-------- MATERIAL FOR THE TASK

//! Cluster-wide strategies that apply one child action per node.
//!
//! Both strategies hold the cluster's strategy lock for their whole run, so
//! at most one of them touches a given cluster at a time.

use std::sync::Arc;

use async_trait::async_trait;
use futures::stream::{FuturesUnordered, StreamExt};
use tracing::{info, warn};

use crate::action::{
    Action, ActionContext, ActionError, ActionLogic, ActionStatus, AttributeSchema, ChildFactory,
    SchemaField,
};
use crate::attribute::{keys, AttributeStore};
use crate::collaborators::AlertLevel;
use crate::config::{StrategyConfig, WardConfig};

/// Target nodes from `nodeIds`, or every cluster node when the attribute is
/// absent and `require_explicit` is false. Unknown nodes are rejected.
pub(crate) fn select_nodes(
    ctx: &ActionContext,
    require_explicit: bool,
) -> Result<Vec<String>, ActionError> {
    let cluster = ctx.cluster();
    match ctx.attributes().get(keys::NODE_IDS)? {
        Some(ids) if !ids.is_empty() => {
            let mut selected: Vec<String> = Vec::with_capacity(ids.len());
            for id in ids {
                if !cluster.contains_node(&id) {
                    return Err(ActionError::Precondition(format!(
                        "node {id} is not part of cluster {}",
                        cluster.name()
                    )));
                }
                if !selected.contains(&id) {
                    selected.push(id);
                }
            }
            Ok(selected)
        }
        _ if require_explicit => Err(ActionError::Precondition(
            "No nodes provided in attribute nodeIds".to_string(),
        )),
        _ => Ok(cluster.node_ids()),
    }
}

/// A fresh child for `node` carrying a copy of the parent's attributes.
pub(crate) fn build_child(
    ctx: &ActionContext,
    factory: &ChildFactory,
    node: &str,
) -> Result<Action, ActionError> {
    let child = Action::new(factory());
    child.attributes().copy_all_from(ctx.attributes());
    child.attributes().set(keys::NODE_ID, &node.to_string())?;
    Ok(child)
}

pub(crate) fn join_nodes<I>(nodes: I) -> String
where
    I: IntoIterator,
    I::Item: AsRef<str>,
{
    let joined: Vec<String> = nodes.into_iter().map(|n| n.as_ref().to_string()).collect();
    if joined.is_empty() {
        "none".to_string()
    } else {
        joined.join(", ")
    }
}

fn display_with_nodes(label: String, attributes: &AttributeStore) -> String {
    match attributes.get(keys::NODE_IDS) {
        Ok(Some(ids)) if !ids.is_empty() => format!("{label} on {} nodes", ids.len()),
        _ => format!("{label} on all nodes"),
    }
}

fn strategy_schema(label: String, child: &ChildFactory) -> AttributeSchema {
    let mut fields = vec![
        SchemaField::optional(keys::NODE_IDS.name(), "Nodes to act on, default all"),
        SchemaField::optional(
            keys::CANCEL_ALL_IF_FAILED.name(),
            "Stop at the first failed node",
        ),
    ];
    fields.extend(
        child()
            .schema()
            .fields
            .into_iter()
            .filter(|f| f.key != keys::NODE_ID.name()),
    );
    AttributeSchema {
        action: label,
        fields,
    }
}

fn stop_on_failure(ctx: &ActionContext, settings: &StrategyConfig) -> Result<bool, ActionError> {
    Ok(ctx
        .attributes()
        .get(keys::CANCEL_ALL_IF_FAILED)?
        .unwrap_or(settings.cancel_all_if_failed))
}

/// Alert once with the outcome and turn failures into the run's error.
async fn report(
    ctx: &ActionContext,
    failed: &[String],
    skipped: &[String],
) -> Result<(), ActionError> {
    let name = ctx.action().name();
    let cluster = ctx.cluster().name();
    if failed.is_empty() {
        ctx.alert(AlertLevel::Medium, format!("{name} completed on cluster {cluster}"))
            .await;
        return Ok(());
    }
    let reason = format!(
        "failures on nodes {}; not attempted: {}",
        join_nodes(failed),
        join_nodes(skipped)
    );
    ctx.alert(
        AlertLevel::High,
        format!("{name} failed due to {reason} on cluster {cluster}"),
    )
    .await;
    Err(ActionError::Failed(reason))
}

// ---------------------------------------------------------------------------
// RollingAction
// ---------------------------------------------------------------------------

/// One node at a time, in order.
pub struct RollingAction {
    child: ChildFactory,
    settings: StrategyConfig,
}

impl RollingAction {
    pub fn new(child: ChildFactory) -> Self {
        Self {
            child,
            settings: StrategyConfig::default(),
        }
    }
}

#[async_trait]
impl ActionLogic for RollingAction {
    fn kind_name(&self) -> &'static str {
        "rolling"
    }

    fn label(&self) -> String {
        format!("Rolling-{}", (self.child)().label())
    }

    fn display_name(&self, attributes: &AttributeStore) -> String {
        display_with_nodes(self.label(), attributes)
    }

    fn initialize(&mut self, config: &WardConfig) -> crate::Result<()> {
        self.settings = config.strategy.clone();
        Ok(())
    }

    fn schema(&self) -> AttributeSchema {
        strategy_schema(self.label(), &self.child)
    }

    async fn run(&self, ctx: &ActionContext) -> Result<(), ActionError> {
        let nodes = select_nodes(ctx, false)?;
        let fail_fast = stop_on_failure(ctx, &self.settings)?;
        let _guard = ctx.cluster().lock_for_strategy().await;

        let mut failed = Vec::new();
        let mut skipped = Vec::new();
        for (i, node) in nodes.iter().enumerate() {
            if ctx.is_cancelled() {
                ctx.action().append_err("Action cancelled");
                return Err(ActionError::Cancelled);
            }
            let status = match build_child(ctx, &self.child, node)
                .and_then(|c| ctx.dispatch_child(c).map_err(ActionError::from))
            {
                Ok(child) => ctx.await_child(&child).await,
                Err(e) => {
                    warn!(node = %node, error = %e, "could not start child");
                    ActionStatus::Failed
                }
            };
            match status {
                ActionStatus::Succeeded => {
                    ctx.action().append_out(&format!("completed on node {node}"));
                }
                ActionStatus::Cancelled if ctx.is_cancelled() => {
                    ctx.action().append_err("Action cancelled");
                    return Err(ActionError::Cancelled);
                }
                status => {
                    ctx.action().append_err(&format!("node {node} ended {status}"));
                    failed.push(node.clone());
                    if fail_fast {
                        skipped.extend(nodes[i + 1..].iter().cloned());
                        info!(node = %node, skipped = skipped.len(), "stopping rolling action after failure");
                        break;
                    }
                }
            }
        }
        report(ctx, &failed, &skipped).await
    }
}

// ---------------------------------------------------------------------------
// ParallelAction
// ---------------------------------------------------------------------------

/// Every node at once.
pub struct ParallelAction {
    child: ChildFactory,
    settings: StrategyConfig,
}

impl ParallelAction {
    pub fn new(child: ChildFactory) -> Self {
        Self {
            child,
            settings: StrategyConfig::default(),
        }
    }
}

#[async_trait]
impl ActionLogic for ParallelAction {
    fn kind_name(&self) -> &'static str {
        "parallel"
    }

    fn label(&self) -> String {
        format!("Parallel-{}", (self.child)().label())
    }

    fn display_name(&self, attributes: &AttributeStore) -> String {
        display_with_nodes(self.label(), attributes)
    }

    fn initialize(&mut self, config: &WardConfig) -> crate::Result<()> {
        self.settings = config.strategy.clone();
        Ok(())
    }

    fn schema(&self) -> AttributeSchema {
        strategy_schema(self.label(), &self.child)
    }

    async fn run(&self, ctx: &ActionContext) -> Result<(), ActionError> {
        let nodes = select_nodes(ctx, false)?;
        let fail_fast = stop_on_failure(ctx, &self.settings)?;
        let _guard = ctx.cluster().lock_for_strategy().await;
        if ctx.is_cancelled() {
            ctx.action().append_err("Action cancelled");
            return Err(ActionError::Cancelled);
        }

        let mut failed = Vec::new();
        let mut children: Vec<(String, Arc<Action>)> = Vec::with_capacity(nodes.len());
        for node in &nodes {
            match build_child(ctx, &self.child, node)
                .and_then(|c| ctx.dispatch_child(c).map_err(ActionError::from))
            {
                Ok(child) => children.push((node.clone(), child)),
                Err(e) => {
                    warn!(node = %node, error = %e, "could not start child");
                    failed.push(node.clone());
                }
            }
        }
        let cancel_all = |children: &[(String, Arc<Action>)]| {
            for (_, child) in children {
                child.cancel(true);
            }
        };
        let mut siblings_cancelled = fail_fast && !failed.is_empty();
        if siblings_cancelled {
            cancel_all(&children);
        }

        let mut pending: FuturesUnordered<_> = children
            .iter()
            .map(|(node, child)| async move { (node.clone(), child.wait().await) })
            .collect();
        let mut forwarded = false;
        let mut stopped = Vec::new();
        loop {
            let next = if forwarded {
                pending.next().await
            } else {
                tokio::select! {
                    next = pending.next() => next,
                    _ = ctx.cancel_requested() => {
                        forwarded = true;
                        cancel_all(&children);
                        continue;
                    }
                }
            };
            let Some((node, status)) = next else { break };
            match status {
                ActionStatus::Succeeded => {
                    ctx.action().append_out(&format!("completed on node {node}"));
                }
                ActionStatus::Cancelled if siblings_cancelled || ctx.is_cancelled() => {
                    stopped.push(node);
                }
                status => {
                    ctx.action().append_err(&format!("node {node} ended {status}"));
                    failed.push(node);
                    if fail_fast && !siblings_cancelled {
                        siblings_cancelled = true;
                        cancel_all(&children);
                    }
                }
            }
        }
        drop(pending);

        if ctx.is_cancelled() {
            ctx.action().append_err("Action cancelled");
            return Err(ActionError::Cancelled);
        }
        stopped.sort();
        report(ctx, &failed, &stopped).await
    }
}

----------------
-------- MATERIAL FOR THE TASK

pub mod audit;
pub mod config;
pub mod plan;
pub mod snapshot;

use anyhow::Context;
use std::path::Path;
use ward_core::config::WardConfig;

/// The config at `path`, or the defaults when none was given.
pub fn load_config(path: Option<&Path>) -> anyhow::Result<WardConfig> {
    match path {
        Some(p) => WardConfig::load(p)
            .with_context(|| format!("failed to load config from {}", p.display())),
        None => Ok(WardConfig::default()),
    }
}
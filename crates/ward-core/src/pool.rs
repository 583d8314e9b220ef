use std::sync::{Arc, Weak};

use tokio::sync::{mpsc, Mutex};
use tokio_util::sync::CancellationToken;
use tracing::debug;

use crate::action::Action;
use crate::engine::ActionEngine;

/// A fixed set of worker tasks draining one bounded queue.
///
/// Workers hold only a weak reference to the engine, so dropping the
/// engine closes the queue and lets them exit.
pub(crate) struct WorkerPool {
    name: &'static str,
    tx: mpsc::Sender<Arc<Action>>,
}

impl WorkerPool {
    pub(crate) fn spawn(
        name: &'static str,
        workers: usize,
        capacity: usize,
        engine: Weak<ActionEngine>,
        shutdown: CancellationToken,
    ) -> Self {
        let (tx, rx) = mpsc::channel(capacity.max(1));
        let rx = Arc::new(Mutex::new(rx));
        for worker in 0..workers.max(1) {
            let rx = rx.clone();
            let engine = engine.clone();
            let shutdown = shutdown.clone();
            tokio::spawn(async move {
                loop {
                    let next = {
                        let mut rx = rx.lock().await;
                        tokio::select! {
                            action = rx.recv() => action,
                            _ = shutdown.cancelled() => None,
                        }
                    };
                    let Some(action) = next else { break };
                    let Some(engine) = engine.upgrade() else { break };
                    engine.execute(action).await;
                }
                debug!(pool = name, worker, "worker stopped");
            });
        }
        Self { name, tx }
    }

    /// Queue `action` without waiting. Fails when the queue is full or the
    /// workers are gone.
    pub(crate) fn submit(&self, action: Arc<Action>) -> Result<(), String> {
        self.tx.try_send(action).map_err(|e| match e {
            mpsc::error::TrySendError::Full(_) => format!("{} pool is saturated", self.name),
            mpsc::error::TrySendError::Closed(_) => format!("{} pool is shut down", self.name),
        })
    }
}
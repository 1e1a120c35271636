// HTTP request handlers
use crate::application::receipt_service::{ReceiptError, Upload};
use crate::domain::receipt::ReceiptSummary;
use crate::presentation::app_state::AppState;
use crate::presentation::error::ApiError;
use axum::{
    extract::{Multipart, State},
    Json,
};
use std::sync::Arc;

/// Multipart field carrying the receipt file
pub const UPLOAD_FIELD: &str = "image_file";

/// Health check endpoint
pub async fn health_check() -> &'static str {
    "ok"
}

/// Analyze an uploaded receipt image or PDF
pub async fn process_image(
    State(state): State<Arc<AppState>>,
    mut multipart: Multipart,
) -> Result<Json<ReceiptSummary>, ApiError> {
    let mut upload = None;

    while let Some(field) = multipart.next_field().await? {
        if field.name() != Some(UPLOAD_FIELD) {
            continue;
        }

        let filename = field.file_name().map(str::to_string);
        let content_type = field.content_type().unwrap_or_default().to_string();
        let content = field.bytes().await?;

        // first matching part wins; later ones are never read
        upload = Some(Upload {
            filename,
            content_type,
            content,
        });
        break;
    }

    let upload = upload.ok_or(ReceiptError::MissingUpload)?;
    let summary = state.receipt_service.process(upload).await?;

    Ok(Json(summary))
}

----------------

**WORK REQUEST:** Each line above that contains "anyhow" must be copied out.

**SOLUTION:**
use anyhow::Context;
pub fn load_config(path: Option<&Path>) -> anyhow::Result<WardConfig> {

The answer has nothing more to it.